Authenticators for use in high security environments should be certified, and there are different certification levels. Certification is handled by the FIDO Alliance, an organization that not only certifies authenticators but also manages the specification governing passkeys in general.

So how does a passkey work? There are two ceremonies: registration and authentication. During the registration ceremony, a challenge (random string) is provided to the authenticator by the website you are adding the passkey to along with other metadata about the site and user. The authenticator creates a credential id, creates a key pair, signs the challenge, and then gathers any additional metadata the site might request from the authenticator. The id, metadata, signed challenge, and public key are then provided back to the requesting site. After some verification, the public key and metadata will be stored for future use in the authentication ceremony.

The authentication ceremony is used if the key pair already exists and you want to verify that you are who you say you are. In this ceremony, a challenge is provided along with some very basic site metadata. In some cases, a user id might be provided, but not always. The authenticator will search its list of sites for a matching key pair, sign the challenge, and then return the signed challenge along with the credential id. The website can lookup the credential by the id, and then confirm that it can decrypt the challenge before it allows the ceremony to complete.

Wait a moment? What kind of metadata can be requested about the authenticator? There are several layers of metadata that can be requested, but in general: the manufacturer of the authenticator, the firmware version, the serial number of the authenticator, and other metadata provided by the manufacturer. Not all authenticators support metadata, and not all sites require it.

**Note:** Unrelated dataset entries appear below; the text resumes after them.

#[cfg(test)]
mod tests {
    use charon_network::{location::Location, minutes::Minutes};

    use super::*;
    use crate::test_utils::{self, basic_request, basic_vehicle, window};

    #[test]
    fn test_valid_problem_derives_roles() {
        let problem = test_utils::single_request_problem();
        let network = problem.network();

        assert_eq!(
            problem.node_kind(network.node_idx("D").unwrap()),
            NodeKind::Depot
        );
        assert_eq!(
            problem.node_kind(network.node_idx("P").unwrap()),
            NodeKind::Pickup
        );
        assert_eq!(
            problem.node_kind(network.node_idx("E").unwrap()),
            NodeKind::Delivery
        );
        assert_eq!(problem.num_requests(), 1);
        assert_eq!(problem.num_vehicles(), 1);
    }

    #[test]
    fn test_junction_keeps_default_role() {
        let problem = test_utils::junction_problem();
        let junction = problem.network().node_idx("J").unwrap();

        assert_eq!(problem.node_kind(junction), NodeKind::Junction);
    }

    #[test]
    fn test_rejects_zero_demand() {
        let network = test_utils::line_network();
        let request =
            basic_request(&network, "r1", "P", "E", 0, window(0.0, 10.0), window(5.0, 20.0));
        let vehicle = basic_vehicle(&network, "v1", 4, "D");

        let mut builder = PickupDeliveryProblem::builder();
        builder
            .set_network(network)
            .add_request(request)
            .add_vehicle(vehicle);

        assert!(matches!(
            builder.build(),
            Err(ProblemError::EmptyDemand { .. })
        ));
    }

    #[test]
    fn test_rejects_same_pickup_and_delivery() {
        let network = test_utils::line_network();
        let request =
            basic_request(&network, "r1", "P", "P", 1, window(0.0, 10.0), window(5.0, 20.0));
        let vehicle = basic_vehicle(&network, "v1", 4, "D");

        let mut builder = PickupDeliveryProblem::builder();
        builder
            .set_network(network)
            .add_request(request)
            .add_vehicle(vehicle);

        assert!(matches!(
            builder.build(),
            Err(ProblemError::SamePickupDelivery { .. })
        ));
    }

    #[test]
    fn test_rejects_duplicate_request_ids() {
        let network = test_utils::line_network();
        let first =
            basic_request(&network, "r1", "P", "E", 1, window(0.0, 10.0), window(5.0, 20.0));
        let second =
            basic_request(&network, "r1", "E", "P", 1, window(0.0, 10.0), window(5.0, 20.0));
        let vehicle = basic_vehicle(&network, "v1", 4, "D");

        let mut builder = PickupDeliveryProblem::builder();
        builder
            .set_network(network)
            .add_request(first)
            .add_request(second)
            .add_vehicle(vehicle);

        assert!(matches!(
            builder.build(),
            Err(ProblemError::DuplicateRequest { .. })
        ));
    }

    #[test]
    fn test_rejects_service_node_reuse() {
        let network = test_utils::line_network();
        // Both requests pick up at P: a service node belongs to one request.
        let first =
            basic_request(&network, "r1", "P", "E", 1, window(0.0, 10.0), window(5.0, 20.0));
        let second =
            basic_request(&network, "r2", "P", "D", 1, window(0.0, 10.0), window(5.0, 20.0));
        let vehicle = basic_vehicle(&network, "v1", 4, "D");

        let mut builder = PickupDeliveryProblem::builder();
        builder
            .set_network(network)
            .add_request(first)
            .add_request(second)
            .add_vehicle(vehicle);

        assert!(matches!(
            builder.build(),
            Err(ProblemError::NodeRoleConflict { .. })
        ));
    }

    #[test]
    fn test_rejects_shared_depot_node() {
        let network = test_utils::line_network();
        let request =
            basic_request(&network, "r1", "P", "E", 1, window(0.0, 10.0), window(5.0, 20.0));
        let first = basic_vehicle(&network, "v1", 4, "D");
        let second = basic_vehicle(&network, "v2", 4, "D");

        let mut builder = PickupDeliveryProblem::builder();
        builder
            .set_network(network)
            .add_request(request)
            .add_vehicle(first)
            .add_vehicle(second);

        assert!(matches!(
            builder.build(),
            Err(ProblemError::NodeRoleConflict { .. })
        ));
    }

    #[test]
    fn test_rejects_window_outside_horizon() {
        let network = test_utils::line_network();
        let request = basic_request(
            &network,
            "r1",
            "P",
            "E",
            1,
            window(0.0, 10.0),
            window(5.0, 2000.0),
        );
        let vehicle = basic_vehicle(&network, "v1", 4, "D");

        let mut builder = PickupDeliveryProblem::builder();
        builder
            .set_network(network)
            .add_request(request)
            .add_vehicle(vehicle);

        assert!(matches!(
            builder.build(),
            Err(ProblemError::WindowOutsideHorizon { .. })
        ));
    }

    #[test]
    fn test_rejects_unreachable_window() {
        let network = test_utils::line_network();
        // Earliest pickup at 30, five minutes of travel, delivery closes at 20.
        let request = basic_request(
            &network,
            "r1",
            "P",
            "E",
            1,
            window(30.0, 40.0),
            window(0.0, 20.0),
        );
        let vehicle = basic_vehicle(&network, "v1", 4, "D");

        let mut builder = PickupDeliveryProblem::builder();
        builder
            .set_network(network)
            .add_request(request)
            .add_vehicle(vehicle);

        assert!(matches!(
            builder.build(),
            Err(ProblemError::UnreachableWindow { .. })
        ));
    }

    #[test]
    fn test_rejects_disconnected_service_node() {
        let mut network_builder = charon_network::network::Network::builder();
        network_builder
            .add_node("D", Location::from_cartesian(0.0, 0.0))
            .add_node("P", Location::from_cartesian(1.0, 0.0))
            .add_node("E", Location::from_cartesian(2.0, 0.0))
            .add_symmetric_edge("D", "P", Minutes::new(5.0), 5.0, 5.0);
        let network = network_builder.build().unwrap();

        let request =
            basic_request(&network, "r1", "P", "E", 1, window(0.0, 10.0), window(5.0, 20.0));
        let vehicle = basic_vehicle(&network, "v1", 4, "D");

        let mut builder = PickupDeliveryProblem::builder();
        builder
            .set_network(network)
            .add_request(request)
            .add_vehicle(vehicle);

        assert!(matches!(
            builder.build(),
            Err(ProblemError::Network(NetworkError::NoPath { .. }))
        ));
    }

    #[test]
    fn test_rejects_empty_fleet() {
        let network = test_utils::line_network();
        let request =
            basic_request(&network, "r1", "P", "E", 1, window(0.0, 10.0), window(5.0, 20.0));

        let mut builder = PickupDeliveryProblem::builder();
        builder.set_network(network).add_request(request);

        assert!(matches!(builder.build(), Err(ProblemError::EmptyFleet)));
    }
}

The most common reason for metadata is collection is to ensure that only certain types and / or manufacturers of authenticators are used.

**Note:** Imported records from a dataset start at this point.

use std::{
    iter::Sum,
    ops::{Add, AddAssign, Sub, SubAssign},
};

use serde::{Deserialize, Serialize};

/// Minutes since midnight for instants, plain minutes for durations.
#[derive(Debug, Clone, Copy, PartialEq, Deserialize, Serialize, Default)]
pub struct Minutes(f64);

impl Minutes {
    pub const ZERO: Minutes = Minutes(0.0);
    pub const DAY: Minutes = Minutes(24.0 * 60.0);

    pub fn new(value: f64) -> Self {
        Minutes(value)
    }

    pub fn value(&self) -> f64 {
        self.0
    }

    pub fn is_zero(&self) -> bool {
        self.0 == 0.0
    }

    pub fn max(self, other: Minutes) -> Minutes {
        Minutes(self.0.max(other.0))
    }

    /// Renders the rounded minute count as an unpadded `H:M` clock string.
    pub fn format_clock(&self) -> String {
        let total = self.0.round() as i64;
        format!("{}:{}", total.div_euclid(60), total.rem_euclid(60))
    }
}

impl Eq for Minutes {}

impl PartialOrd for Minutes {
    fn partial_cmp(&self, other: &Self) -> Option<std::cmp::Ordering> {
        Some(self.cmp(other))
    }
}

impl Ord for Minutes {
    fn cmp(&self, other: &Self) -> std::cmp::Ordering {
        self.0.total_cmp(&other.0)
    }
}

impl From<f64> for Minutes {
    fn from(value: f64) -> Self {
        Minutes::new(value)
    }
}

impl Add for Minutes {
    type Output = Minutes;

    fn add(self, other: Minutes) -> Minutes {
        Minutes(self.0 + other.0)
    }
}

impl AddAssign for Minutes {
    fn add_assign(&mut self, other: Minutes) {
        self.0 += other.0;
    }
}

impl Sub for Minutes {
    type Output = Minutes;

    fn sub(self, other: Minutes) -> Minutes {
        Minutes(self.0 - other.0)
    }
}

impl SubAssign for Minutes {
    fn sub_assign(&mut self, other: Minutes) {
        self.0 -= other.0;
    }
}

impl Sum for Minutes {
    fn sum<I: Iterator<Item = Minutes>>(iter: I) -> Minutes {
        iter.fold(Minutes::ZERO, |acc, x| acc + x)
    }
}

The majority of metadata is assigned to a publicly available registry known as the FIDO Metadata Registry and attached to an id assigned to your authenticator during certification: the AAGUID.

So how exactly are passkeys phishing resistant? It must be noted here that passkeys are not phishing proof. Anyone that makes such a claim should be regarded with skepticism. Different authenticator types also have vastly different levels of phishing resistance. Hardware authenticators in particular have better resistance than software authenticators (in general).

The resistance comes from the public / private key pair. The private key should never leave the authenticator. If your private key can be extracted during regular operation, that dramatically lowers the resistance offered by your authenticator.

Note: Some authenticators do allow private keys to be extracted in special circumstances, like making a backup of the authenticator. Others chose not to allow any extraction. Both choices are valid, and you should choose the authenticator that meets your needs and security requirements.

The fact that only the public key is sent over the wire while the private key is not means that you have a credential that can’t be stolen in transit, like a password can. It’s also not as easy for a hacker to spoof a page to capture passkeys because they are tied to a specific domain and cannot be used on other domains. Finally, passkeys prevent replay attacks by forcing the challenge to be different every time, unlike a password.

Despite all of this, passkeys can either be used solo or they can be used as a complement to passwords. Many sites offer both functionalities, sign in exclusively with passkey or passkeys used as a Multi Factor Authentication after the password has been entered. Both offer improved security over using a password alone.

So that’s what passkeys are, the basics of how they work, and what makes them special. In future posts, we’ll actually dig into how they work, and ultimately, we’ll make a little toy virtual authenticator.